→ ACTIVITY
Please copy out every line in the records below that includes the word "short".

→ GIVEN ENTRIES
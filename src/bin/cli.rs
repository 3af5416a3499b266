//! sucatalog CLI
//!
//! Local execution entry point: refresh the catalog cache, then publish new
//! releases to the record stores.

use std::path::PathBuf;

use clap::{Parser, Subcommand};
use sucatalog::{
    config,
    error::Result,
    models::Platform,
    pipeline,
    services::{ConditionalFetcher, catalog},
    storage::CatalogCache,
    utils::http,
};
use tokio::io::AsyncReadExt;

/// sucatalog - Software update catalog tracker
#[derive(Parser, Debug)]
#[command(
    name = "sucatalog",
    version,
    about = "Track software update catalogs and publish new releases"
)]
struct Cli {
    /// Path to configuration file
    #[arg(short, long, default_value = "sucatalog.toml")]
    config: PathBuf,

    /// Override the catalog cache directory
    #[arg(long)]
    cache_dir: Option<PathBuf>,

    /// Override the feed list file
    #[arg(long)]
    feeds: Option<PathBuf>,

    /// Enable verbose logging
    #[arg(short, long)]
    verbose: bool,

    #[command(subcommand)]
    command: Command,
}

#[derive(Subcommand, Debug)]
enum Command {
    /// Refresh every feed in the feed list into the cache
    Crawl,

    /// Publish releases not yet present in the record stores
    Publish {
        /// Catalog files (default: NUL-separated list on stdin)
        paths: Vec<PathBuf>,

        /// Resolve and select without pushing anything
        #[arg(long)]
        dry_run: bool,
    },

    /// Parse catalog files and list their releases
    Parse {
        /// Catalog files
        #[arg(required = true)]
        paths: Vec<PathBuf>,
    },

    /// Validate configuration file
    Validate,
}

/// Initialize logging based on verbosity flag.
fn init_logging(verbose: bool) {
    let level = if verbose { "debug" } else { "info" };
    env_logger::Builder::from_env(env_logger::Env::default().default_filter_or(level))
        .format_timestamp_secs()
        .init();
}

/// Catalog paths from stdin, separated by NUL bytes.
async fn read_paths_from_stdin() -> Result<Vec<PathBuf>> {
    let mut input = Vec::new();
    tokio::io::stdin().read_to_end(&mut input).await?;
    Ok(input
        .split(|b| *b == 0)
        .filter(|p| !p.is_empty())
        .map(|p| PathBuf::from(String::from_utf8_lossy(p).into_owned()))
        .collect())
}

/// Main entry point for the CLI application.
#[tokio::main]
async fn main() -> Result<()> {
    let cli = Cli::parse();
    init_logging(cli.verbose);

    let mut config = config::load_config(&cli.config)?;
    if let Some(cache_dir) = cli.cache_dir {
        config.paths.cache_dir = cache_dir;
    }
    if let Some(feeds) = cli.feeds {
        config.paths.feed_list = feeds;
    }

    match cli.command {
        Command::Crawl => {
            let feeds = pipeline::load_feed_list(&config.paths.feed_list).await?;
            log::info!(
                "Loaded {} feeds from {}",
                feeds.len(),
                config.paths.feed_list.display()
            );

            let cache = CatalogCache::new(&config.paths.cache_dir);
            let fetcher = ConditionalFetcher::new(config.fetcher.clone(), cache)?;
            let summary = pipeline::run_crawler(&fetcher, &feeds).await;
            if summary.failed > 0 {
                log::warn!("{} feeds failed; see errors above", summary.failed);
            }
        }

        Command::Publish { paths, dry_run } => {
            let paths = if paths.is_empty() {
                read_paths_from_stdin().await?
            } else {
                paths
            };
            log::info!("{} catalogs to process", paths.len());

            let token = if dry_run {
                config.publisher.token()
            } else {
                Some(config.publisher.require_token()?)
            };
            let client = http::create_async_client(&config.fetcher)?;
            let stores = config::record_stores(&config, &client, token);

            pipeline::run_publish(&stores, &paths, dry_run).await?;
        }

        Command::Parse { paths } => {
            for path in &paths {
                let parsed = catalog::parse_file(path)?;
                log::info!("{}: {} releases", path.display(), parsed.len());
                for platform in Platform::ALL {
                    for record in parsed.for_platform(platform) {
                        let line = serde_json::json!({
                            "platform": platform,
                            "identifier": record.identifier,
                            "record": record,
                        });
                        println!("{line}");
                    }
                }
            }
        }

        Command::Validate => {
            log::info!("Validating configuration...");
            log::info!("✓ Config OK ({} record stores)", config.stores.len());
        }
    }

    log::info!("Done!");

    Ok(())
}
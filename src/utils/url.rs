// src/utils/url.rs

//! URL manipulation utilities.

use std::path::{Component, Path, PathBuf};

use url::Url;

use crate::error::{AppError, Result};

/// Relative cache path for a feed URL: its path without the leading `/`.
///
/// # Examples
/// ```
/// use std::path::Path;
/// use sucatalog::utils::url::cache_path;
///
/// let path = cache_path("https://swscan.apple.com/content/catalogs/others/index-10.16.sucatalog").unwrap();
/// assert_eq!(path, Path::new("content/catalogs/others/index-10.16.sucatalog"));
/// ```
pub fn cache_path(feed_url: &str) -> Result<PathBuf> {
    let parsed = Url::parse(feed_url)?;
    let relative = parsed.path().trim_start_matches('/');
    if relative.is_empty() {
        return Err(AppError::validation(format!(
            "feed URL has no path: {feed_url}"
        )));
    }

    let path = PathBuf::from(relative);
    let escapes = Path::new(relative)
        .components()
        .any(|c| !matches!(c, Component::Normal(_)));
    if escapes {
        return Err(AppError::validation(format!(
            "feed URL path is not a plain relative path: {feed_url}"
        )));
    }
    Ok(path)
}

/// Replace any userinfo in a URL with `***`, for logs and error messages.
pub fn redact_credentials(url: &str) -> String {
    match Url::parse(url) {
        Ok(mut parsed) if !parsed.username().is_empty() || parsed.password().is_some() => {
            let _ = parsed.set_password(None);
            let _ = parsed.set_username("***");
            parsed.to_string()
        }
        _ => url.to_string(),
    }
}

/// Redact every occurrence of `secret` in free text.
pub fn redact_secret(text: &str, secret: Option<&str>) -> String {
    match secret {
        Some(secret) if !secret.is_empty() => text.replace(secret, "***"),
        _ => text.to_string(),
    }
}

→ RESPONSE BELOW
    #[arg(short, long, default_value = "sucatalog.toml")]
    #[arg(short, long)]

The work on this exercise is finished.